Defendant's words were absolutely privileged To the extent that claimant alleges that defendant wrote only half the truth, that is, defendant should have written that claimant, a judgment debtor, had applied to the Bankruptcy Court but no resolution of his case has yet been made, this Court finds that defendant's written submission to the Appellate Division was absolutely privileged. The Appellate Division, First Department recently stated that "it is well-established that a statement made in the course of legal proceedings is absolutely privileged if it is at all pertinent to the litigation" Pomerance v Mc Tiernan, 51 AD3d 526, 528, 859 NYS2d 44, 45-46 (1st Dept 2008) (statements made by an attorney about another attorney in an affidavit submitted to the court in support of a motion), citing Youmans v Smith, 153 NY 214, 219 (1897); see also R.W.P. Group, Inc. v. Holzberg 202 AD2d 410, 608 NYS2d 504 (2d Dept 1994) (plaintiff's attorney stated in affidavit that defendant had "stolen" accounts belonging to plaintiff); Caplan v. Winslett 218 AD2d 148, 637 NYS2d 967 (1st Dept 1996) (defendant's attorney made statements about the other attorney's client outside the judge's presence after a conference). This privilege extends to judges, jurors, witnesses, parties and as relevant here, the parties' attorneys. See Park Knoll Assoc. v Schmidt, 59 NY2d 205, 209, 464 NYS2d 424 (1983).

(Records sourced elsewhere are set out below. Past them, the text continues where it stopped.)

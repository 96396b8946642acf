//! Prelude module for convenient imports.
//!
//! ```
//! use conditions::prelude::*;
//!
//! fn rename(id: u32, name: &str) -> Result<(), ConditionError> {
//!     requires(id, "id").is_greater_than(0)?;
//!     requires(name, "name")
//!         .is_not_null_or_empty()?
//!         .starts_with("user-", StringComparison::Ordinal)?;
//!     Ok(())
//! }
//!
//! assert!(rename(1, "user-ada").is_ok());
//! assert!(rename(1, "ada").is_err());
//! ```

pub use crate::foundation::{
    ConditionError, ConditionFailure, MessageFormat, Mode, Nullable, Validator, Violation,
    ViolationKind, ensures, ensures_that, requires, requires_that,
};

pub use crate::conditions::{
    CaseLocale, Collection, CollectionConditions, RuntimeType, StrValue, StringComparison,
    StringConditions,
};
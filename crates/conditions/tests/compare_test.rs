//! Integration tests for comparison conditions.

use conditions::prelude::*;
use pretty_assertions::assert_eq;
use rstest::rstest;

// ============================================================================
// RANGE
// ============================================================================

#[rstest]
#[case(2, true)]
#[case(3, true)]
#[case(4, true)]
#[case(1, false)]
#[case(5, false)]
fn in_range_inclusive_bounds(#[case] value: i32, #[case] passes: bool) {
    assert_eq!(requires(value, "a").is_in_range(2, 4).is_ok(), passes);
    assert_eq!(requires(value, "a").is_not_in_range(2, 4).is_ok(), !passes);
}

#[test]
fn in_range_returns_value_unchanged() {
    let value = requires(3_i64, "a")
        .is_in_range(2, 4)
        .map(Validator::into_value);
    assert_eq!(value, Ok(3));
}

#[test]
fn in_range_on_dates_like_tuples() {
    let date = (2024, 2, 29);
    assert!(requires(date, "date").is_in_range((2024, 1, 1), (2024, 12, 31)).is_ok());
    assert!(requires(date, "date").is_greater_than((2024, 3, 1)).is_err());
}

// ============================================================================
// ERROR KINDS
// ============================================================================

#[rstest]
#[case::greater(requires(1, "a").is_greater_than(1))]
#[case::greater_or_equal(requires(0, "a").is_greater_or_equal(1))]
#[case::less(requires(1, "a").is_less_than(1))]
#[case::less_or_equal(requires(2, "a").is_less_or_equal(1))]
#[case::not_greater(requires(2, "a").is_not_greater_than(1))]
#[case::not_less(requires(0, "a").is_not_less_than(1))]
#[case::range(requires(9, "a").is_in_range(1, 3))]
fn ordering_failures_are_out_of_range(#[case] result: Result<Validator<i32>, ConditionError>) {
    let err = result.unwrap_err();
    assert!(matches!(err, ConditionError::ArgumentOutOfRange(_)));
    assert_eq!(err.argument_name(), "a");
}

#[test]
fn equality_failures_are_invalid_argument() {
    let err = requires(1, "a").is_equal_to(2).unwrap_err();
    assert!(matches!(err, ConditionError::InvalidArgument(_)));
    let err = requires(1, "a").is_not_in_range(0, 2).unwrap_err();
    assert!(matches!(err, ConditionError::InvalidArgument(_)));
}

#[test]
fn postconditions_report_postcondition_failed() {
    let err = ensures(1, "result").is_greater_than(1).unwrap_err();
    assert!(matches!(err, ConditionError::PostconditionFailed(_)));
    assert!(err.is_postcondition());
    assert_eq!(err.argument_name(), "result");
}

// ============================================================================
// NULLABLE VALUES
// ============================================================================

#[test]
fn none_sorts_below_every_some() {
    assert!(requires(None::<i32>, "a").is_less_than(Some(i32::MIN)).is_ok());
    assert!(requires(None::<i32>, "a").is_in_range(None, Some(0)).is_ok());
    let err = requires(None::<i32>, "a").is_greater_or_equal(Some(0)).unwrap_err();
    assert!(matches!(err, ConditionError::ArgumentOutOfRange(_)));
}

#[rstest]
#[case::equal(requires(None::<i32>, "a").is_equal_to(Some(3)))]
#[case::not_equal(requires(None::<i32>, "a").is_not_equal_to(None))]
#[case::not_in_range(requires(None::<i32>, "a").is_not_in_range(None, Some(5)))]
#[case::evaluate(requires(None::<i32>, "a").evaluate(Option::is_some))]
fn none_fails_generic_checks_as_argument_null(
    #[case] result: Result<Validator<Option<i32>>, ConditionError>,
) {
    let err = result.unwrap_err();
    assert!(matches!(err, ConditionError::ArgumentNull(_)));
    assert_eq!(err.argument_name(), "a");
}

#[test]
fn none_in_postcondition_is_postcondition_failed() {
    let err = ensures(None::<i32>, "result").is_equal_to(Some(3)).unwrap_err();
    assert!(matches!(err, ConditionError::PostconditionFailed(_)));
}

#[test]
fn null_check_then_compare() {
    let result = requires(Some(10_u16), "port")
        .is_not_null()
        .and_then(|v| v.is_in_range(Some(1), Some(1024)));
    assert!(result.is_ok());
}

// ============================================================================
// FREE-STANDING CONTRACTS
// ============================================================================

#[test]
fn requires_that_uses_description_as_condition() {
    let items: Vec<u8> = Vec::new();
    let err = requires_that(!items.is_empty(), "at least one item is required").unwrap_err();
    assert_eq!(
        err.to_string(),
        "at least one item is required. (parameter 'value')"
    );
}

#[test]
fn evaluate_custom_predicate() {
    let err = requires(7, "n").evaluate(|n| n % 2 == 0).unwrap_err();
    assert_eq!(err.condition(), "n should pass the specified condition");
    let err = requires(7, "n")
        .described_as("{0} should be even")
        .evaluate(|n| n % 2 == 0)
        .unwrap_err();
    assert_eq!(err.condition(), "n should be even");
}
//! Access controller: decides which mode an open is granted

use std::os::raw::c_int;

use crate::endpoint::{Endpoint, Policy};
use crate::error::{DeviceError, Result};

pub const O_RDONLY: c_int = 0;
pub const O_WRONLY: c_int = 1;
pub const O_RDWR: c_int = 2;
pub const O_ACCMODE: c_int = 3;

/// Mode requested by a caller and granted to a handle
#[derive(Debug, Clone, Copy, PartialEq, Eq, Hash)]
pub enum AccessMode {
    Read,
    Write,
    ReadWrite,
}

impl AccessMode {
    /// Decode the access bits of open(2) flags.
    ///
    /// # Errors
    /// `InvalidArgument` when the access bits are `O_ACCMODE`.
    pub fn from_flags(flags: c_int) -> Result<Self> {
        match flags & O_ACCMODE {
            O_RDONLY => Ok(Self::Read),
            O_WRONLY => Ok(Self::Write),
            O_RDWR => Ok(Self::ReadWrite),
            other => Err(DeviceError::InvalidArgument(format!(
                "access mode bits {other:#x}"
            ))),
        }
    }

    #[must_use]
    pub fn can_read(self) -> bool {
        matches!(self, Self::Read | Self::ReadWrite)
    }

    #[must_use]
    pub fn can_write(self) -> bool {
        matches!(self, Self::Write | Self::ReadWrite)
    }
}

/// Compare the requested mode against the policy of `endpoint`.
///
/// Read-only and write-only endpoints grant only the exact matching
/// request; asking a write-only endpoint for `ReadWrite` is denied even
/// though it includes write access. A read-write endpoint grants whatever
/// was requested.
///
/// # Errors
/// `PermissionDenied` when the request does not match the policy.
pub fn check_open(endpoint: &Endpoint, requested: AccessMode) -> Result<AccessMode> {
    let policy = endpoint.policy();
    match (policy, requested) {
        (Policy::ReadOnly, AccessMode::Read)
        | (Policy::WriteOnly, AccessMode::Write)
        | (Policy::ReadWrite, _) => Ok(requested),
        _ => Err(DeviceError::PermissionDenied {
            minor: endpoint.minor(),
            policy,
            requested,
        }),
    }
}
use std::sync::atomic::{AtomicI64, Ordering};

use crate::access::AccessMode;

#[derive(Debug, Clone, Copy, PartialEq, Eq, Hash)]
pub struct HandleId(i64);

impl HandleId {
    #[must_use]
    pub fn new(id: i64) -> Self {
        Self(id)
    }

    #[must_use]
    pub fn id(&self) -> i64 {
        self.0
    }
}

/// Thread-safe ID generator
#[derive(Debug)]
pub struct IdGen {
    next_id: AtomicI64,
}

impl IdGen {
    pub fn new() -> Self {
        Self {
            next_id: AtomicI64::new(1),
        }
    }

    /// Get the next unique ID
    pub fn get_next(&self) -> HandleId {
        HandleId(self.next_id.fetch_add(1, Ordering::Relaxed))
    }
}

impl Default for IdGen {
    fn default() -> Self {
        Self::new()
    }
}

/// One open session on an endpoint
///
/// Refers to its endpoint by minor index, tagged with the instance id of
/// the `Devices` that issued it; any other instance rejects the handle.
/// Only `Devices::open` creates handles and `Devices::close` consumes them,
/// so `0 <= position <= capacity` holds for as long as the handle lives.
#[derive(Debug)]
pub struct Handle {
    id: HandleId,
    owner: u64,
    minor: usize,
    pub(crate) position: i64,
    mode: AccessMode,
}

impl Handle {
    pub(crate) fn new(id: HandleId, owner: u64, minor: usize, mode: AccessMode) -> Self {
        Self {
            id,
            owner,
            minor,
            position: 0,
            mode,
        }
    }

    #[must_use]
    pub fn id(&self) -> HandleId {
        self.id
    }

    pub(crate) fn owner(&self) -> u64 {
        self.owner
    }

    /// Minor index of the bound endpoint
    #[must_use]
    pub fn minor(&self) -> usize {
        self.minor
    }

    #[must_use]
    pub fn position(&self) -> i64 {
        self.position
    }

    #[must_use]
    pub fn mode(&self) -> AccessMode {
        self.mode
    }
}
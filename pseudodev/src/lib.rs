pub mod access;
pub mod config;
pub mod device;
pub mod endpoint;
pub mod error;
pub mod fdtable;
pub mod handle;
pub mod registry;
pub mod transfer;
pub mod uaccess;

// Re-export the dispatch surface for convenience
pub use device::{Devices, EndpointStat};
pub use fdtable::FdTable;

// Re-export endpoint and registry types for convenience
pub use endpoint::{Endpoint, EndpointReadGuard, Policy};
pub use registry::Registry;

// Re-export configuration types
pub use config::{ConfigError, DeviceConfig, EndpointConfig};

// Re-export session types
pub use access::{check_open, AccessMode};
pub use handle::{Handle, HandleId, IdGen};
pub use transfer::Whence;

// Re-export errors and transfer primitives
pub use error::{DeviceError, TransferFault};
pub use uaccess::{CopyFromUser, CopyToUser};
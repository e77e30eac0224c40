pub mod device_file;
mod error_mapping;

pub use device_file::DeviceFile;
pub use error_mapping::{errno_to_error_kind, error_kind_to_str};
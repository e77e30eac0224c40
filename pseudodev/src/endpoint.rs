//! Fixed-capacity endpoint with internal locking
//!
//! An endpoint owns a zero-initialised byte buffer of exactly `capacity`
//! bytes, the high-water mark of what has been written into it, and the
//! access policy declared at construction.
//!
//! # Thread Safety
//!
//! The buffer and the high-water mark sit behind one `parking_lot::Mutex`.
//! The transfer engine holds the lock for the whole of a read or a write,
//! so two writers never interleave within a call. Capacity and policy are
//! immutable and readable without locking.

use parking_lot::{Mutex, MutexGuard};
use serde::{Deserialize, Serialize};
use std::ops::Deref;

/// Access restriction declared by an endpoint
#[derive(Debug, Clone, Copy, PartialEq, Eq, Hash, Serialize, Deserialize)]
#[serde(rename_all = "snake_case")]
pub enum Policy {
    ReadOnly,
    WriteOnly,
    ReadWrite,
}

/// Mutable part of an endpoint
pub(crate) struct EndpointState {
    pub(crate) buffer: Box<[u8]>,
    /// One past the last byte of the most recent write, `<= buffer.len()`
    pub(crate) high_water_mark: usize,
}

/// Read-only guard to the endpoint buffer
///
/// Holds the endpoint lock until dropped. Dereferences to the whole
/// buffer, including never-written space past the high-water mark.
pub struct EndpointReadGuard<'a>(MutexGuard<'a, EndpointState>);

impl EndpointReadGuard<'_> {
    #[must_use]
    pub fn high_water_mark(&self) -> usize {
        self.0.high_water_mark
    }
}

impl Deref for EndpointReadGuard<'_> {
    type Target = [u8];

    fn deref(&self) -> &[u8] {
        &self.0.buffer
    }
}

impl AsRef<[u8]> for EndpointReadGuard<'_> {
    fn as_ref(&self) -> &[u8] {
        &self.0.buffer
    }
}

/// One addressable storage unit
pub struct Endpoint {
    minor: usize,
    capacity: usize,
    policy: Policy,
    state: Mutex<EndpointState>,
}

impl Endpoint {
    /// Create an endpoint with a zeroed buffer of `capacity` bytes.
    ///
    /// A capacity of zero is accepted; every read on such an endpoint
    /// returns 0 and every write fails with `OutOfSpace`.
    #[must_use]
    pub fn new(minor: usize, capacity: usize, policy: Policy) -> Self {
        Self {
            minor,
            capacity,
            policy,
            state: Mutex::new(EndpointState {
                buffer: vec![0u8; capacity].into_boxed_slice(),
                high_water_mark: 0,
            }),
        }
    }

    #[must_use]
    pub fn minor(&self) -> usize {
        self.minor
    }

    /// Name under which the endpoint shows up in logs
    #[must_use]
    pub fn name(&self) -> String {
        format!("pcd{}", self.minor)
    }

    #[must_use]
    pub fn capacity(&self) -> usize {
        self.capacity
    }

    #[must_use]
    pub fn policy(&self) -> Policy {
        self.policy
    }

    #[must_use]
    pub fn high_water_mark(&self) -> usize {
        self.state.lock().high_water_mark
    }

    /// Lock the buffer for inspection
    #[must_use]
    pub fn lock(&self) -> EndpointReadGuard<'_> {
        EndpointReadGuard(self.state.lock())
    }

    pub(crate) fn lock_mut(&self) -> MutexGuard<'_, EndpointState> {
        self.state.lock()
    }
}

impl std::fmt::Debug for Endpoint {
    fn fmt(&self, f: &mut std::fmt::Formatter<'_>) -> std::fmt::Result {
        f.debug_struct("Endpoint")
            .field("minor", &self.minor)
            .field("capacity", &self.capacity)
            .field("policy", &self.policy)
            // try_lock: Debug may run while a transfer holds the lock
            .field(
                "high_water_mark",
                &self.state.try_lock().map(|s| s.high_water_mark),
            )
            .finish()
    }
}
use std::process::ExitCode;
use std::sync::Arc;

use cli::{exercise, load_config};
use pseudodev::{Devices, FdTable};
use tracing::{error, info};

const USAGE: &str = "usage: cli [--config <file.json>] <minor> <message>";

struct Args {
    config_path: Option<String>,
    minor: usize,
    message: String,
}

fn parse_args(mut args: impl Iterator<Item = String>) -> Result<Args, String> {
    let mut config_path = None;
    let mut positional = Vec::new();
    while let Some(arg) = args.next() {
        if arg == "--config" {
            config_path = Some(args.next().ok_or("--config needs a file name")?);
        } else {
            positional.push(arg);
        }
    }

    let [minor, message] = <[String; 2]>::try_from(positional)
        .map_err(|_| "expected exactly <minor> and <message>".to_string())?;
    let minor = minor
        .parse::<usize>()
        .map_err(|e| format!("bad minor index {minor:?}: {e}"))?;
    Ok(Args {
        config_path,
        minor,
        message,
    })
}

fn main() -> ExitCode {
    tracing_subscriber::fmt()
        .with_env_filter(
            tracing_subscriber::EnvFilter::try_from_default_env()
                .unwrap_or_else(|_| tracing_subscriber::EnvFilter::new("info")),
        )
        .init();

    let args = match parse_args(std::env::args().skip(1)) {
        Ok(args) => args,
        Err(e) => {
            eprintln!("{e}\n{USAGE}");
            return ExitCode::FAILURE;
        }
    };

    let json = match args.config_path.as_deref().map(std::fs::read_to_string) {
        Some(Ok(json)) => Some(json),
        Some(Err(e)) => {
            error!("cannot read config: {e}");
            return ExitCode::FAILURE;
        }
        None => None,
    };
    let config = match load_config(json.as_deref()) {
        Ok(config) => config,
        Err(e) => {
            error!("{e}");
            return ExitCode::FAILURE;
        }
    };

    let table = Arc::new(FdTable::new(Devices::new(&config)));
    match exercise(&table, args.minor, args.message.as_bytes()) {
        Ok(data) => {
            println!("wrote {} bytes", args.message.len());
            println!("read: {}", String::from_utf8_lossy(&data));
            info!("Program completed");
            ExitCode::SUCCESS
        }
        Err(e) => {
            eprintln!("pcd{}: {e}", args.minor);
            ExitCode::FAILURE
        }
    }
}
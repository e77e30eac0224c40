//! Error mapping utilities for converting between error types.
//!
//! This module provides functions to convert errno values reported by the
//! devices to `embedded_io::ErrorKind` and to convert error kinds to
//! human-readable static strings.

use core::ffi::c_int;

/// Convert errno to `embedded_io::ErrorKind`
#[must_use]
#[allow(clippy::match_same_arms)] // We explicitly list common errno values for documentation
pub fn errno_to_error_kind(errno: c_int) -> embedded_io::ErrorKind {
    match errno {
        1 | 13 => embedded_io::ErrorKind::PermissionDenied, // EPERM, EACCES
        2 | 19 => embedded_io::ErrorKind::NotFound,         // ENOENT, ENODEV
        9 | 22 => embedded_io::ErrorKind::InvalidInput,     // EBADF, EINVAL
        12 | 28 => embedded_io::ErrorKind::OutOfMemory,     // ENOMEM, ENOSPC (no space left)
        23 | 24 => embedded_io::ErrorKind::OutOfMemory,     // ENFILE, EMFILE
        // EIO, EFAULT (bad caller buffer)
        5 | 14 => embedded_io::ErrorKind::Other,
        _ => embedded_io::ErrorKind::Other,
    }
}

/// Convert error kind to a static string description
#[must_use]
pub fn error_kind_to_str(kind: embedded_io::ErrorKind) -> &'static str {
    match kind {
        embedded_io::ErrorKind::NotFound => "no such device",
        embedded_io::ErrorKind::PermissionDenied => "permission denied",
        embedded_io::ErrorKind::InvalidInput => "invalid input",
        embedded_io::ErrorKind::OutOfMemory => "no space left on device",
        embedded_io::ErrorKind::Unsupported => "unsupported",
        embedded_io::ErrorKind::Other => "other error",
        _ => "unknown error",
    }
}

#[cfg(test)]
mod tests {
    use super::*;

    #[test]
    fn test_device_errnos() {
        assert_eq!(
            errno_to_error_kind(pseudodev::error::ENODEV),
            embedded_io::ErrorKind::NotFound
        );
        assert_eq!(
            errno_to_error_kind(pseudodev::error::EACCES),
            embedded_io::ErrorKind::PermissionDenied
        );
        assert_eq!(
            errno_to_error_kind(pseudodev::error::ENOSPC),
            embedded_io::ErrorKind::OutOfMemory
        );
        assert_eq!(
            errno_to_error_kind(pseudodev::error::EFAULT),
            embedded_io::ErrorKind::Other
        );
        assert_eq!(
            errno_to_error_kind(pseudodev::error::EMFILE),
            embedded_io::ErrorKind::OutOfMemory
        );
    }

    #[test]
    fn test_kind_strings() {
        assert_eq!(
            error_kind_to_str(embedded_io::ErrorKind::OutOfMemory),
            "no space left on device"
        );
        assert_eq!(
            error_kind_to_str(embedded_io::ErrorKind::TimedOut),
            "unknown error"
        );
    }
}
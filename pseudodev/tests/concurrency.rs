//! Handles and descriptors driven from concurrent tasks

use pseudodev::access::O_RDWR;
use pseudodev::transfer::SEEK_SET;
use pseudodev::{AccessMode, Devices, FdTable, Whence};
use std::sync::Arc;

const RW: usize = 2;
const CAPACITY: usize = 256;
const CHUNK: usize = 64;
const WRITERS: u8 = 8;
const ROUNDS: usize = 200;

fn init_tracing() {
    let _ = tracing_subscriber::fmt()
        .with_env_filter(
            tracing_subscriber::EnvFilter::try_from_default_env()
                .unwrap_or_else(|_| tracing_subscriber::EnvFilter::new("warn")),
        )
        .with_test_writer()
        .try_init();
}

#[tokio::test(flavor = "multi_thread", worker_threads = 4)]
async fn test_concurrent_writers_never_tear() {
    init_tracing();
    let devices = Arc::new(Devices::default());

    let mut tasks = Vec::new();
    for id in 1..=WRITERS {
        let devices = Arc::clone(&devices);
        tasks.push(tokio::task::spawn_blocking(move || {
            let mut handle = devices.open(RW, AccessMode::Write).unwrap();
            let chunk = [id; CHUNK];
            for _ in 0..ROUNDS {
                devices.seek(&mut handle, 0, Whence::Start).unwrap();
                assert_eq!(devices.write(&mut handle, &chunk[..]).unwrap(), CHUNK);
                assert!(handle.position() <= CAPACITY as i64);
            }
            devices.close(handle);
        }));
    }

    let reader = {
        let devices = Arc::clone(&devices);
        tokio::task::spawn_blocking(move || {
            let mut handle = devices.open(RW, AccessMode::Read).unwrap();
            for _ in 0..ROUNDS {
                devices.seek(&mut handle, 0, Whence::Start).unwrap();
                let mut out = Vec::new();
                let n = devices.read(&mut handle, &mut out, CHUNK).unwrap();
                // Either nothing written yet or one writer's whole chunk
                assert!(n == 0 || n == CHUNK, "unexpected read of {n} bytes");
                if let Some(&first) = out.first() {
                    assert!(out.iter().all(|&b| b == first), "torn read: {out:?}");
                }
            }
        })
    };

    for task in tasks {
        task.await.unwrap();
    }
    reader.await.unwrap();

    let stat = devices.stat(RW).unwrap();
    assert_eq!(stat.high_water_mark, CHUNK);
    let endpoint = devices.registry().resolve(RW).unwrap();
    let guard = endpoint.lock();
    let winner = guard[0];
    assert!((1..=WRITERS).contains(&winner));
    assert!(guard[..CHUNK].iter().all(|&b| b == winner));
}

#[tokio::test(flavor = "multi_thread", worker_threads = 4)]
async fn test_concurrent_writers_keep_mark_in_bounds() {
    init_tracing();
    let devices = Arc::new(Devices::default());

    let mut tasks = Vec::new();
    for id in 0..WRITERS {
        let devices = Arc::clone(&devices);
        tasks.push(tokio::task::spawn_blocking(move || {
            let mut handle = devices.open(RW, AccessMode::Write).unwrap();
            let offset = i64::from(id) * 30;
            for _ in 0..ROUNDS {
                devices.seek(&mut handle, offset, Whence::Start).unwrap();
                // Later offsets spill past the end and become partial writes
                let n = devices.write(&mut handle, &[id; CHUNK][..]).unwrap();
                assert!(n <= CHUNK);
                let mark = devices.stat(RW).unwrap().high_water_mark;
                assert!(mark <= CAPACITY);
            }
        }));
    }

    for task in tasks {
        task.await.unwrap();
    }

    let mark = devices.stat(RW).unwrap().high_water_mark;
    let possible: Vec<usize> = (0..usize::from(WRITERS))
        .map(|id| (id * 30 + CHUNK).min(CAPACITY))
        .collect();
    assert!(possible.contains(&mark), "mark {mark} not a write end");
}

#[tokio::test(flavor = "multi_thread", worker_threads = 4)]
async fn test_descriptors_on_separate_endpoints_run_concurrently() {
    init_tracing();
    let fds = Arc::new(FdTable::default());

    let mut tasks = Vec::new();
    for minor in [2usize, 3] {
        let fds = Arc::clone(&fds);
        tasks.push(tokio::task::spawn_blocking(move || {
            let fd = fds.open(minor, O_RDWR).unwrap();
            let fill = u8::try_from(minor).unwrap();
            let mut buf = [0u8; CHUNK];
            for _ in 0..ROUNDS {
                fds.lseek(fd, 0, SEEK_SET).unwrap();
                assert_eq!(fds.write(fd, &[fill; CHUNK]).unwrap(), CHUNK);
                fds.lseek(fd, 0, SEEK_SET).unwrap();
                assert_eq!(fds.read(fd, &mut buf).unwrap(), CHUNK);
                assert!(buf.iter().all(|&b| b == fill));
            }
            fds.close(fd).unwrap();
        }));
    }

    for task in tasks {
        task.await.unwrap();
    }
    assert_eq!(fds.open_count(), 0);
    assert_eq!(fds.devices().stat(2).unwrap().high_water_mark, CHUNK);
    assert_eq!(fds.devices().stat(3).unwrap().high_water_mark, CHUNK);
}
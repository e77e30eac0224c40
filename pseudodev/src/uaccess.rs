//! Caller-side transfer primitives
//!
//! The transfer engine never touches caller memory directly. Reads hand the
//! bytes to a [`CopyToUser`] destination and writes pull them from a
//! [`CopyFromUser`] source; either side may refuse with [`TransferFault`].
//! Both copies are all-or-nothing: a failed copy leaves the destination
//! exactly as it was.

use crate::error::TransferFault;

/// Destination of a read
pub trait CopyToUser {
    /// Copy all of `src` to the caller.
    ///
    /// # Errors
    /// `TransferFault` if the destination cannot take `src.len()` bytes.
    fn copy_to_user(&mut self, src: &[u8]) -> Result<(), TransferFault>;
}

/// Source of a write
pub trait CopyFromUser {
    /// Number of bytes the caller offers
    fn len(&self) -> usize;

    fn is_empty(&self) -> bool {
        self.len() == 0
    }

    /// Copy the first `dst.len()` offered bytes into `dst`.
    ///
    /// # Errors
    /// `TransferFault` if the source cannot be read.
    fn copy_from_user(&self, dst: &mut [u8]) -> Result<(), TransferFault>;
}

impl CopyToUser for [u8] {
    fn copy_to_user(&mut self, src: &[u8]) -> Result<(), TransferFault> {
        let dst = self.get_mut(..src.len()).ok_or(TransferFault)?;
        dst.copy_from_slice(src);
        Ok(())
    }
}

impl CopyToUser for Vec<u8> {
    /// Appends, so a `Vec` never faults
    fn copy_to_user(&mut self, src: &[u8]) -> Result<(), TransferFault> {
        self.extend_from_slice(src);
        Ok(())
    }
}

impl CopyFromUser for [u8] {
    fn len(&self) -> usize {
        <[u8]>::len(self)
    }

    fn copy_from_user(&self, dst: &mut [u8]) -> Result<(), TransferFault> {
        let src = self.get(..dst.len()).ok_or(TransferFault)?;
        dst.copy_from_slice(src);
        Ok(())
    }
}

impl CopyFromUser for Vec<u8> {
    fn len(&self) -> usize {
        self.as_slice().len()
    }

    fn copy_from_user(&self, dst: &mut [u8]) -> Result<(), TransferFault> {
        self.as_slice().copy_from_user(dst)
    }
}

impl CopyFromUser for str {
    fn len(&self) -> usize {
        self.as_bytes().len()
    }

    fn copy_from_user(&self, dst: &mut [u8]) -> Result<(), TransferFault> {
        self.as_bytes().copy_from_user(dst)
    }
}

The absolute privilege is very broad. "Since there can be no dispute or question that the privilege embraces anything that may possibly be pertinent, it follows that a statement, made in open court in the course of a judicial proceeding, is absolutely privileged if, by any view or under any circumstances, it may be considered pertinent to the litigation. [internal quotations and citations omitted]" Martirano v Frost, 25 NY2d 505, 507, 307 NYS2d 425, 426 — 427 (1969). The test for pertinence is "extremely liberal . . . the barest rationality, divorced from any palpable or pragmatic degree of probability, suffices to establish the offending statement's pertinence to the litigation." Sexter Warmflash, P.C., et. al., v Margrabe , 38 AD3d 163 , 173, 828 NYS2d 315 (1st Dept 2007). Indeed, ninety years ago, Judge Cardozo also found that when an advocate is advancing the client's case, the absolute privilege extends to anything that may possibly be pertinent: "There is no room in such matters for any strict or narrow test. Much must be left to the discretion of the advocate. The privilege embraces anything that may possibly be pertinent." Andrews v Gardiner, 224 NY 440, 445 (1918). Here, there is absolutely no question that defendant's statements were pertinent to the matter before the Appellate Division. The statement simply accurately recounted the procedural history and posture of the case before the Court.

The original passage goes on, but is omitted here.